--- MATERIAL TO PROCESS ---
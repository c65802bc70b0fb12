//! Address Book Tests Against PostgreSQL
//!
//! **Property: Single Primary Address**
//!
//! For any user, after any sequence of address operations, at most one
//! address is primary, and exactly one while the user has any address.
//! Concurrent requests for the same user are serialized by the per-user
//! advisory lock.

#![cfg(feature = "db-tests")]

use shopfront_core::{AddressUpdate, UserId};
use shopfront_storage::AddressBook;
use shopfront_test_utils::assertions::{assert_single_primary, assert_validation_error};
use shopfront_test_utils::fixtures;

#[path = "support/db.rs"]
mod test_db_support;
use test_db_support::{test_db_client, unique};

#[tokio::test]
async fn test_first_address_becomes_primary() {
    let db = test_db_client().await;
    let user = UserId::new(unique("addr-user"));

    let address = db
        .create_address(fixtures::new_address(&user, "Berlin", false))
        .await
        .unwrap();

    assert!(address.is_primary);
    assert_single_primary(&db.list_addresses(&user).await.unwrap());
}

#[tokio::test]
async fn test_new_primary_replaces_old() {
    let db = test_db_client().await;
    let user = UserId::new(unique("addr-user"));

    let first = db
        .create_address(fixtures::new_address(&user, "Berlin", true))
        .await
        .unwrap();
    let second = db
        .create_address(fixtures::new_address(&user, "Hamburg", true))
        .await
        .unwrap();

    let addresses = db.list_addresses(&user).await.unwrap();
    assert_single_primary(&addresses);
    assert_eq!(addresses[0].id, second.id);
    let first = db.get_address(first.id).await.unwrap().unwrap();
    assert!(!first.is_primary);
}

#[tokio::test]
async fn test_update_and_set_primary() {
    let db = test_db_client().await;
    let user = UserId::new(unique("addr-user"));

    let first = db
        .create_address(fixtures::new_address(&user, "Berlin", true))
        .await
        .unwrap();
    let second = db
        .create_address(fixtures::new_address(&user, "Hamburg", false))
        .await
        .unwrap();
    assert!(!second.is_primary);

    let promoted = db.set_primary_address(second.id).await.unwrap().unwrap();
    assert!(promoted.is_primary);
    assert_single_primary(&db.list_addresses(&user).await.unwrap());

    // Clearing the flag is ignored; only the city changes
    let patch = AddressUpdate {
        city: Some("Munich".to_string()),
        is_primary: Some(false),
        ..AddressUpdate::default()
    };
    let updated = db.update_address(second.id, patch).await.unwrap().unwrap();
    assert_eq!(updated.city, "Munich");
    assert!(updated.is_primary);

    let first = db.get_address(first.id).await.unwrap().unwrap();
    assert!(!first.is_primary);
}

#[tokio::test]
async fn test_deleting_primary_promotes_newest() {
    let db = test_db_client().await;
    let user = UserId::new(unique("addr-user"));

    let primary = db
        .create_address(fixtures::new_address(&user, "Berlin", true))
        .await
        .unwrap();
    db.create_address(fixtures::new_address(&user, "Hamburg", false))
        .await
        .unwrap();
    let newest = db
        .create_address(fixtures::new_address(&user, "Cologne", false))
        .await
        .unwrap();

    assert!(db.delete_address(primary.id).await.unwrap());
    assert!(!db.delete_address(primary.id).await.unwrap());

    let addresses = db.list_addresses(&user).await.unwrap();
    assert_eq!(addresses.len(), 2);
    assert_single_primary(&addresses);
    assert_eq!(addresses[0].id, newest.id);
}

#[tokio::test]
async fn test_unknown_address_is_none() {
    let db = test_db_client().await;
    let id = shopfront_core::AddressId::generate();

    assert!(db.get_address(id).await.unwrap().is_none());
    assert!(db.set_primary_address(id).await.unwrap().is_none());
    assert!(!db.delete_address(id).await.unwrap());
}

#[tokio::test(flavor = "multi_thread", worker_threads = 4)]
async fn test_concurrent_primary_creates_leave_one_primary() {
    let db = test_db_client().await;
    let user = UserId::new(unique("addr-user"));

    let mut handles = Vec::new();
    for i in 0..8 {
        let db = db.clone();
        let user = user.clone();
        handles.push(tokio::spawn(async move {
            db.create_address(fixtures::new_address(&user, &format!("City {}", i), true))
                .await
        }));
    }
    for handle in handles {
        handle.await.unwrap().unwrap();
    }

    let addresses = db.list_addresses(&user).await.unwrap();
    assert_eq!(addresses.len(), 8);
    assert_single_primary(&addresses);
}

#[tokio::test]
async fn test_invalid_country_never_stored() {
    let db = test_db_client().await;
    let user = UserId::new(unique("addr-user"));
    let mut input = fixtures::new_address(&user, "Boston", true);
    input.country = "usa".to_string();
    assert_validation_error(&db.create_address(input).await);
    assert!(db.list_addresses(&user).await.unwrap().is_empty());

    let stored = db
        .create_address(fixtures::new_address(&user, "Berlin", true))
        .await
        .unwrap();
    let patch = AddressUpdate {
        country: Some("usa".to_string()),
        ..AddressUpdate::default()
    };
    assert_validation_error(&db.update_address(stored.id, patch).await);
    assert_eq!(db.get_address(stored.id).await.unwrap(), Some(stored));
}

--- PROBLEM REQUIREMENTS ---
Print again each line of the listing above, exactly as it appears.

--- WRITTEN ANSWER ---
repository c65802bc70b0fb12
//! Address Book Tests Against PostgreSQL
//!
//! **Property: Single Primary Address**
//!
//! For any user, after any sequence of address operations, at most one
//! address is primary, and exactly one while the user has any address.
//! Concurrent requests for the same user are serialized by the per-user
//! advisory lock.

#![cfg(feature = "db-tests")]

use shopfront_core::{AddressUpdate, UserId};
use shopfront_storage::AddressBook;
use shopfront_test_utils::assertions::{assert_single_primary, assert_validation_error};
use shopfront_test_utils::fixtures;

#[path = "support/db.rs"]
mod test_db_support;
use test_db_support::{test_db_client, unique};

#[tokio::test]
async fn test_first_address_becomes_primary() {
    let db = test_db_client().await;
    let user = UserId::new(unique("addr-user"));

    let address = db
        .create_address(fixtures::new_address(&user, "Berlin", false))
        .await
        .unwrap();

    assert!(address.is_primary);
    assert_single_primary(&db.list_addresses(&user).await.unwrap());
}

#[tokio::test]
async fn test_new_primary_replaces_old() {
    let db = test_db_client().await;
    let user = UserId::new(unique("addr-user"));

    let first = db
        .create_address(fixtures::new_address(&user, "Berlin", true))
        .await
        .unwrap();
    let second = db
        .create_address(fixtures::new_address(&user, "Hamburg", true))
        .await
        .unwrap();

    let addresses = db.list_addresses(&user).await.unwrap();
    assert_single_primary(&addresses);
    assert_eq!(addresses[0].id, second.id);
    let first = db.get_address(first.id).await.unwrap().unwrap();
    assert!(!first.is_primary);
}

#[tokio::test]
async fn test_update_and_set_primary() {
    let db = test_db_client().await;
    let user = UserId::new(unique("addr-user"));

    let first = db
        .create_address(fixtures::new_address(&user, "Berlin", true))
        .await
        .unwrap();
    let second = db
        .create_address(fixtures::new_address(&user, "Hamburg", false))
        .await
        .unwrap();
    assert!(!second.is_primary);

    let promoted = db.set_primary_address(second.id).await.unwrap().unwrap();
    assert!(promoted.is_primary);
    assert_single_primary(&db.list_addresses(&user).await.unwrap());

    // Clearing the flag is ignored; only the city changes
    let patch = AddressUpdate {
        city: Some("Munich".to_string()),
        is_primary: Some(false),
        ..AddressUpdate::default()
    };
    let updated = db.update_address(second.id, patch).await.unwrap().unwrap();
    assert_eq!(updated.city, "Munich");
    assert!(updated.is_primary);

    let first = db.get_address(first.id).await.unwrap().unwrap();
    assert!(!first.is_primary);
}

#[tokio::test]
async fn test_deleting_primary_promotes_newest() {
    let db = test_db_client().await;
    let user = UserId::new(unique("addr-user"));

    let primary = db
        .create_address(fixtures::new_address(&user, "Berlin", true))
        .await
        .unwrap();
    db.create_address(fixtures::new_address(&user, "Hamburg", false))
        .await
        .unwrap();
    let newest = db
        .create_address(fixtures::new_address(&user, "Cologne", false))
        .await
        .unwrap();

    assert!(db.delete_address(primary.id).await.unwrap());
    assert!(!db.delete_address(primary.id).await.unwrap());

    let addresses = db.list_addresses(&user).await.unwrap();
    assert_eq!(addresses.len(), 2);
    assert_single_primary(&addresses);
    assert_eq!(addresses[0].id, newest.id);
}

#[tokio::test]
async fn test_unknown_address_is_none() {
    let db = test_db_client().await;
    let id = shopfront_core::AddressId::generate();

    assert!(db.get_address(id).await.unwrap().is_none());
    assert!(db.set_primary_address(id).await.unwrap().is_none());
    assert!(!db.delete_address(id).await.unwrap());
}

#[tokio::test(flavor = "multi_thread", worker_threads = 4)]
async fn test_concurrent_primary_creates_leave_one_primary() {
    let db = test_db_client().await;
    let user = UserId::new(unique("addr-user"));

    let mut handles = Vec::new();
    for i in 0..8 {
        let db = db.clone();
        let user = user.clone();
        handles.push(tokio::spawn(async move {
            db.create_address(fixtures::new_address(&user, &format!("City {}", i), true))
                .await
        }));
    }
    for handle in handles {
        handle.await.unwrap().unwrap();
    }

    let addresses = db.list_addresses(&user).await.unwrap();
    assert_eq!(addresses.len(), 8);
    assert_single_primary(&addresses);
}

#[tokio::test]
async fn test_invalid_country_never_stored() {
    let db = test_db_client().await;
    let user = UserId::new(unique("addr-user"));
    let mut input = fixtures::new_address(&user, "Boston", true);
    input.country = "usa".to_string();
    assert_validation_error(&db.create_address(input).await);
    assert!(db.list_addresses(&user).await.unwrap().is_empty());

    let stored = db
        .create_address(fixtures::new_address(&user, "Berlin", true))
        .await
        .unwrap();
    let patch = AddressUpdate {
        country: Some("usa".to_string()),
        ..AddressUpdate::default()
    };
    assert_validation_error(&db.update_address(stored.id, patch).await);
    assert_eq!(db.get_address(stored.id).await.unwrap(), Some(stored));
}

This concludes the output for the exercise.